なぜ男の子が赤いランドセルを選ぶのを許せないのか…心理学者が分析「無意識に子の性差を作り出す親の言動」
プレジデントオンライン / 2025年2月2日 18時15分
※本稿は、森口佑介『つくられる子どもの性差「女脳」「男脳」は存在しない』(光文社新書)の一部を再編集したものです。
■男の子と女の子には性差がある? ランドセルの色問題
日々の生活を通して、「子どもには厳然たる性差が存在する」と感じている人も多いでしょう。そのわかりやすい根拠として、子どもの色、おもちゃ、遊び、といったものの好みが挙げられます。
以前、子どもを持つ女性を主なターゲットとした雑誌にインタビューを受けたことがあります。その時のテーマが「息子が赤いランドセルを選ぶことを許容できるか」というものでした。
これは、実際にあったケースに基づいた記事でした。ランドセルといえば、小学校に入ること、つまり、子どもが大きくなったことの象徴です。値段も高いし、低学年の児童が持つには大きく、高学年の児童が持つには小さいこのかばんを購入することにどれだけの意義があるのか、気になるところもあります。とはいえ、祖父母などの親族がランドセルを購入することを喜ぶなど、社会的な意味合いとしてランドセルの必要性はまだ残っているのかな、などと思ったりもします。
■昔はほぼ全女児が赤色のランドセルを選んでいたが…
筆者が小学生のころは、ほぼ100%女児は赤色、男児は黒色のランドセルで、私立の小学校に通う同じくらいの年齢の子どもの持つバッグを見てうらやましく思ったものです。ですが、ランドセルの色は、ここ数十年で多様性を増してきていて、ランドセルを選び、購入するまでの一連の活動を指す「ラン活」という言葉もあります。2024年5月のセイバン社の調査によれば、女児にはかなり多様性がある一方で、男児は比較的画一的なようです。
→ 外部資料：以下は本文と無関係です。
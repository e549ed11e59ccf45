//! Component storage
//!
//! One sparse map per component kind: a `Vec<Option<T>>` indexed by
//! entity slot. Lookups for entities that lack the component return
//! None; systems check before use rather than treating absence as an
//! error.

use super::entity::Entity;

/// Sparse storage for a single component kind.
pub struct ComponentStorage<T> {
    data: Vec<Option<T>>,
}

impl<T> ComponentStorage<T> {
    pub fn new() -> Self {
        Self { data: Vec::new() }
    }

    fn ensure_capacity(&mut self, index: usize) {
        if index >= self.data.len() {
            self.data.resize_with(index + 1, || None);
        }
    }

    /// Attach a component, replacing any existing record.
    pub fn insert(&mut self, entity: Entity, component: T) {
        let idx = entity.index() as usize;
        self.ensure_capacity(idx);
        self.data[idx] = Some(component);
    }

    pub fn remove(&mut self, entity: Entity) -> Option<T> {
        let idx = entity.index() as usize;
        if idx < self.data.len() {
            self.data[idx].take()
        } else {
            None
        }
    }

    pub fn get(&self, entity: Entity) -> Option<&T> {
        self.data.get(entity.index() as usize).and_then(|o| o.as_ref())
    }

    pub fn get_mut(&mut self, entity: Entity) -> Option<&mut T> {
        self.data
            .get_mut(entity.index() as usize)
            .and_then(|o| o.as_mut())
    }

    /// Mutable access to two distinct entities' components at once.
    /// Needed by pairwise collision response, which pushes both bodies
    /// apart in a single step. Returns None if the entities are equal
    /// or either lacks the component.
    pub fn get_pair_mut(&mut self, a: Entity, b: Entity) -> Option<(&mut T, &mut T)> {
        let ia = a.index() as usize;
        let ib = b.index() as usize;
        if ia == ib || ia >= self.data.len() || ib >= self.data.len() {
            return None;
        }
        let (lo, hi) = if ia < ib { (ia, ib) } else { (ib, ia) };
        let (left, right) = self.data.split_at_mut(hi);
        let (first, second) = (left[lo].as_mut()?, right[0].as_mut()?);
        if ia < ib {
            Some((first, second))
        } else {
            Some((second, first))
        }
    }

    pub fn contains(&self, entity: Entity) -> bool {
        matches!(self.data.get(entity.index() as usize), Some(Some(_)))
    }

    /// Iterate (slot index, component). Liveness is the caller's
    /// concern; despawn clears slots, so stale entries never appear.
    pub fn iter(&self) -> impl Iterator<Item = (u32, &T)> {
        self.data
            .iter()
            .enumerate()
            .filter_map(|(idx, o)| o.as_ref().map(|c| (idx as u32, c)))
    }

    pub fn iter_mut(&mut self) -> impl Iterator<Item = (u32, &mut T)> {
        self.data
            .iter_mut()
            .enumerate()
            .filter_map(|(idx, o)| o.as_mut().map(|c| (idx as u32, c)))
    }

    /// Drop the component at a raw slot; used by despawn.
    pub fn clear_slot(&mut self, index: u32) {
        if let Some(slot) = self.data.get_mut(index as usize) {
            *slot = None;
        }
    }

    /// Drop every component; used on level transition.
    pub fn clear(&mut self) {
        for slot in &mut self.data {
            *slot = None;
        }
    }

    pub fn count(&self) -> usize {
        self.data.iter().filter(|o| o.is_some()).count()
    }
}

impl<T> Default for ComponentStorage<T> {
    fn default() -> Self {
        Self::new()
    }
}

#[cfg(test)]
mod tests {
    use super::*;

    #[test]
    fn test_insert_get_remove() {
        let mut storage: ComponentStorage<i32> = ComponentStorage::new();
        let e = Entity::new(3, 0);
        storage.insert(e, 7);
        assert_eq!(storage.get(e), Some(&7));
        assert_eq!(storage.remove(e), Some(7));
        assert!(!storage.contains(e));
    }

    #[test]
    fn test_get_pair_mut_disjoint() {
        let mut storage: ComponentStorage<i32> = ComponentStorage::new();
        let a = Entity::new(1, 0);
        let b = Entity::new(4, 0);
        storage.insert(a, 10);
        storage.insert(b, 20);

        let (ra, rb) = storage.get_pair_mut(a, b).unwrap();
        std::mem::swap(ra, rb);
        assert_eq!(storage.get(a), Some(&20));
        assert_eq!(storage.get(b), Some(&10));

        // Order-reversed call maps results back to the argument order
        let (rb2, ra2) = storage.get_pair_mut(b, a).unwrap();
        *rb2 += 1;
        *ra2 += 2;
        assert_eq!(storage.get(a), Some(&22));
        assert_eq!(storage.get(b), Some(&11));
    }

    #[test]
    fn test_get_pair_mut_rejects_self() {
        let mut storage: ComponentStorage<i32> = ComponentStorage::new();
        let a = Entity::new(2, 0);
        storage.insert(a, 5);
        assert!(storage.get_pair_mut(a, a).is_none());
    }

    #[test]
    fn test_sparse_holes() {
        let mut storage: ComponentStorage<&str> = ComponentStorage::new();
        storage.insert(Entity::new(50, 0), "far");
        assert!(storage.contains(Entity::new(50, 0)));
        assert!(!storage.contains(Entity::new(10, 0)));
        assert_eq!(storage.count(), 1);
    }
}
実際、男児では、黒系が66%、青系が19%で、この2つで85%を占めます。一方、女児では、ピンク系が27%、紫系21%、青系が15%、茶色系10%で、かつてはほとんどの女児が持っていた赤系はたったの7%です。
確かに、赤色のランドセルを持った女児を見ることは減りましたが、赤色のランドセルを持つ男児を見ることもそれほど多くありません。このような状況で、自分の息子が赤色のランドセルを選びたいと言ったときに、それを尊重できるかという問題です。
■戦隊ものの主人公はたいていレッド、男が赤を選んでもいい
しかし、考えてみると、これは奇妙な問題です。男児が赤色を選ぶのはそれほど不思議なことではないはずです。戦隊もののエースはたいてい赤色ですし、サッカーではマンチェスター・ユナイテッド、リバプール、スペイン代表、浦和レッズ、野球でも広島カープやMLBのエンゼルスなど、赤色のユニフォームを着用しているチームは少なくありません。男児が赤色を好むことは、全然不思議ではないのです。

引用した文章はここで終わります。